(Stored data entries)
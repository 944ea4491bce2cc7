//! A Phong-lit OpenGL scene viewer: shader programs, meshes and imported
//! models drawn through a swappable [`renderer::Backend`].

pub mod camera;
pub mod config;
pub mod renderer;
pub mod scene;
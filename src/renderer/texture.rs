use std::fmt;
use std::path::{Path, PathBuf};

use glam::{Vec2, Vec4};
use image::GenericImageView;

use crate::renderer::backend::{Gpu, TextureHandle};

/// What a texture is used for in a material. Decides the name of the sampler
/// uniform the texture is bound to.
#[derive(Debug, Clone, Copy, PartialEq, Eq, Hash, PartialOrd, Ord)]
pub enum TextureKind {
    Diffuse,
    Specular,
    Normal,
    Height,
}

impl TextureKind {
    pub const ALL: [TextureKind; 4] = [
        TextureKind::Diffuse,
        TextureKind::Specular,
        TextureKind::Normal,
        TextureKind::Height,
    ];

    /// The prefix of the `material.<prefix><n>` sampler uniforms.
    pub fn sampler_prefix(self) -> &'static str {
        match self {
            TextureKind::Diffuse => "diffuse",
            TextureKind::Specular => "specular",
            TextureKind::Normal => "normal",
            TextureKind::Height => "height",
        }
    }
}

impl fmt::Display for TextureKind {
    fn fmt(&self, f: &mut fmt::Formatter<'_>) -> fmt::Result {
        f.write_str(self.sampler_prefix())
    }
}

#[derive(Debug, Clone, Copy, PartialEq, Eq)]
pub enum PixelFormat {
    Red,
    Rgb,
    Rgba,
}

impl PixelFormat {
    pub fn channels(self) -> usize {
        match self {
            PixelFormat::Red => 1,
            PixelFormat::Rgb => 3,
            PixelFormat::Rgba => 4,
        }
    }
}

/// A decoded 8-bit image, ready to be uploaded.
#[derive(Debug, Clone, PartialEq)]
pub struct TextureImage {
    pub width: u32,
    pub height: u32,
    pub format: PixelFormat,
    pub pixels: Vec<u8>,
}

impl TextureImage {
    pub fn solid(color: [u8; 4]) -> TextureImage {
        TextureImage {
            width: 1,
            height: 1,
            format: PixelFormat::Rgba,
            pixels: color.to_vec(),
        }
    }

    /// Decodes the image file at `path`. Grayscale images are kept as a single
    /// red channel, images with alpha as RGBA, and everything else as RGB.
    pub fn open(path: &Path) -> Result<TextureImage, image::ImageError> {
        let image = image::open(path)?;
        let (width, height) = image.dimensions();
        let channels = image.color().channel_count();
        let (format, pixels) = match channels {
            1 => (PixelFormat::Red, image.into_luma8().into_raw()),
            2 | 4 => (PixelFormat::Rgba, image.into_rgba8().into_raw()),
            _ => (PixelFormat::Rgb, image.into_rgb8().into_raw()),
        };
        Ok(TextureImage {
            width,
            height,
            format,
            pixels,
        })
    }

    /// Nearest-neighbour lookup with repeat wrapping, returning normalized
    /// RGBA. Missing channels read as 0, except alpha which reads as 1.
    pub fn sample(&self, uv: Vec2) -> Vec4 {
        if self.width == 0 || self.height == 0 {
            return Vec4::ZERO;
        }
        let wrap = |t: f32, size: u32| {
            let t = t - t.floor();
            ((t * size as f32) as u32).min(size - 1) as usize
        };
        let x = wrap(uv.x, self.width);
        let y = wrap(uv.y, self.height);
        let channels = self.format.channels();
        let start = (y * self.width as usize + x) * channels;
        let texel = &self.pixels[start..start + channels];
        let channel = |i: usize, default: f32| {
            texel
                .get(i)
                .map(|&value| value as f32 / 255.0)
                .unwrap_or(default)
        };
        Vec4::new(channel(0, 0.0), channel(1, 0.0), channel(2, 0.0), channel(3, 1.0))
    }
}

/// An uploaded 2D texture. Deleted from the GPU when dropped, so share it
/// with `Rc` between the meshes that use it.
pub struct Texture {
    gpu: Gpu,
    handle: TextureHandle,
    path: PathBuf,
}

impl Texture {
    pub fn new(gpu: &Gpu, image: &TextureImage, path: impl Into<PathBuf>) -> Texture {
        let handle = gpu.create_texture(image);
        Texture {
            gpu: gpu.clone(),
            handle,
            path: path.into(),
        }
    }

    pub fn handle(&self) -> TextureHandle {
        self.handle
    }

    /// The file this texture was loaded from.
    pub fn path(&self) -> &Path {
        &self.path
    }
}

impl fmt::Debug for Texture {
    fn fmt(&self, f: &mut fmt::Formatter<'_>) -> fmt::Result {
        f.debug_struct("Texture")
            .field("handle", &self.handle)
            .field("path", &self.path)
            .finish()
    }
}

impl Drop for Texture {
    fn drop(&mut self) {
        self.gpu.delete_texture(self.handle);
    }
}
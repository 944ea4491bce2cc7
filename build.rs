use std::env;
use std::fs::File;
use std::path::Path;

use gl_generator::{Api, Fallbacks, GlobalGenerator, Profile, Registry};

fn main() {
    let out_dir = env::var("OUT_DIR").unwrap();
    let mut file = File::create(Path::new(&out_dir).join("bindings.rs")).unwrap();
    Registry::new(Api::Gl, (3, 3), Profile::Core, Fallbacks::All, [])
        .write_bindings(GlobalGenerator, &mut file)
        .unwrap();
    println!("cargo:rerun-if-changed=build.rs");
}
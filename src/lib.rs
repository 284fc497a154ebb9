//! # hello
//!
//! A small HTTP service that stores a username with a date of birth and
//! greets the user with the number of days until their next birthday.
//!
//! ```text
//! PUT /hello/alice  {"dateOfBirth": "1990-05-17"}   → 204
//! GET /hello/alice                                  → 200 {"message": "Hello, alice! Your birthday is in 42 day(s)"}
//! ```
//!
//! ## Layers
//!
//! - [`validator`]: field → message accumulator.
//! - [`json`]: strict body decoding (size cap, unknown keys, trailing data)
//!   and uniform `{"message"|"error": ...}` encoding.
//! - [`api`]: handlers, plus [`ApiError`], which renders every failure.
//! - [`middleware`]: request span, metrics and panic recovery around the
//!   [`Router`].
//! - [`data`]: the [`User`](data::User) model, birthday arithmetic, and the
//!   [`UserStore`](data::UserStore) backends.
//! - [`server`]: hyper accept loop with graceful shutdown.
//!
//! ## Quick start
//!
//! ```rust,no_run
//! use std::sync::Arc;
//! use hello::{Application, Metrics, Server};
//! use hello::data::MemoryUserStore;
//!
//! #[tokio::main]
//! async fn main() -> Result<(), hello::Error> {
//!     let app = Application::new("development", Arc::new(MemoryUserStore::new()), Arc::new(Metrics::new()));
//!     Server::bind(([127, 0, 0, 1], 4000).into()).serve(app.pipeline()).await
//! }
//! ```

pub mod api;
pub mod config;
pub mod data;
pub mod json;
pub mod middleware;
pub mod validator;

mod error;
mod handler;
mod request;
mod response;
mod router;
mod server;

pub use api::{ApiError, Application};
pub use config::Config;
pub use error::Error;
pub use handler::{Handler, with_state};
pub use middleware::{Metrics, Pipeline};
pub use request::{Body, BoxError, Request};
pub use response::{IntoResponse, Response, ResponseBuilder};
pub use router::Router;
pub use server::Server;
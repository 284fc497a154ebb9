//! Handler trait and type erasure.
//!
//! The router keeps handlers of different concrete types in one map, so each
//! one is boxed behind [`ErasedHandler`]:
//!
//! ```text
//! async fn get(req: Request) -> Result<Response, ApiError>   ← handler
//!        ↓ router.get("/hello/{username}", get)
//! get.into_boxed_handler()                                   ← blanket impl
//!        ↓
//! Arc::new(FnHandler(get))                                   ← BoxedHandler
//!        ↓
//! handler.call(req) → BoxFuture                              ← per request
//! ```
//!
//! Per request this costs one `Arc` clone and one virtual call.

use std::future::Future;
use std::pin::Pin;
use std::sync::Arc;

use crate::request::Request;
use crate::response::{IntoResponse, Response};

/// A heap-allocated, type-erased future that resolves to a [`Response`].
pub(crate) type BoxFuture = Pin<Box<dyn Future<Output = Response> + Send + 'static>>;

/// Internal dispatch interface.
///
/// `#[doc(hidden)] pub` because it appears in the return type of
/// [`Handler::into_boxed_handler`].
#[doc(hidden)]
pub trait ErasedHandler {
    fn call(&self, req: Request) -> BoxFuture;
}

/// A type-erased handler shared across concurrent requests.
#[doc(hidden)]
pub type BoxedHandler = Arc<dyn ErasedHandler + Send + Sync + 'static>;

/// Implemented for every valid route handler.
///
/// Satisfied automatically by any `Fn(Request) -> impl Future<Output = impl
/// IntoResponse>`: plain `async fn`s and closures that capture shared state.
/// Sealed, so the blanket impl below is the only one.
pub trait Handler: private::Sealed + Send + Sync + 'static {
    #[doc(hidden)]
    fn into_boxed_handler(self) -> BoxedHandler;
}

mod private {
    pub trait Sealed {}
}

impl<F, Fut, R> private::Sealed for F
where
    F: Fn(Request) -> Fut + Send + Sync + 'static,
    Fut: Future<Output = R> + Send + 'static,
    R: IntoResponse + Send + 'static,
{
}

impl<F, Fut, R> Handler for F
where
    F: Fn(Request) -> Fut + Send + Sync + 'static,
    Fut: Future<Output = R> + Send + 'static,
    R: IntoResponse + Send + 'static,
{
    fn into_boxed_handler(self) -> BoxedHandler {
        Arc::new(FnHandler(self))
    }
}

/// Bridges a concrete handler `F` to the trait-object world.
struct FnHandler<F>(F);

impl<F, Fut, R> ErasedHandler for FnHandler<F>
where
    F: Fn(Request) -> Fut + Send + Sync,
    Fut: Future<Output = R> + Send + 'static,
    R: IntoResponse + Send + 'static,
{
    fn call(&self, req: Request) -> BoxFuture {
        let fut = (self.0)(req);
        Box::pin(async move { fut.await.into_response() })
    }
}

/// Binds a handler that needs shared state `S` to a clone of that state.
///
/// ```rust,ignore
/// router.get("/hello/{username}", with_state(&app, Application::get_birthday_message))
/// ```
pub fn with_state<S, F, Fut, R>(state: &Arc<S>, f: F) -> impl Handler
where
    S: Send + Sync + 'static,
    F: Fn(Arc<S>, Request) -> Fut + Send + Sync + 'static,
    Fut: Future<Output = R> + Send + 'static,
    R: IntoResponse + Send + 'static,
{
    let state = Arc::clone(state);
    move |req: Request| f(Arc::clone(&state), req)
}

** What this task involves **
Which of the lines above include the word "crate"? Copy each of them.

** Task response **
use crate::renderer::backend::{Gpu, TextureHandle};
use crate::request::Request;
use crate::response::{IntoResponse, Response};
pub(crate) type BoxFuture = Pin<Box<dyn Future<Output = Response> + Send + 'static>>;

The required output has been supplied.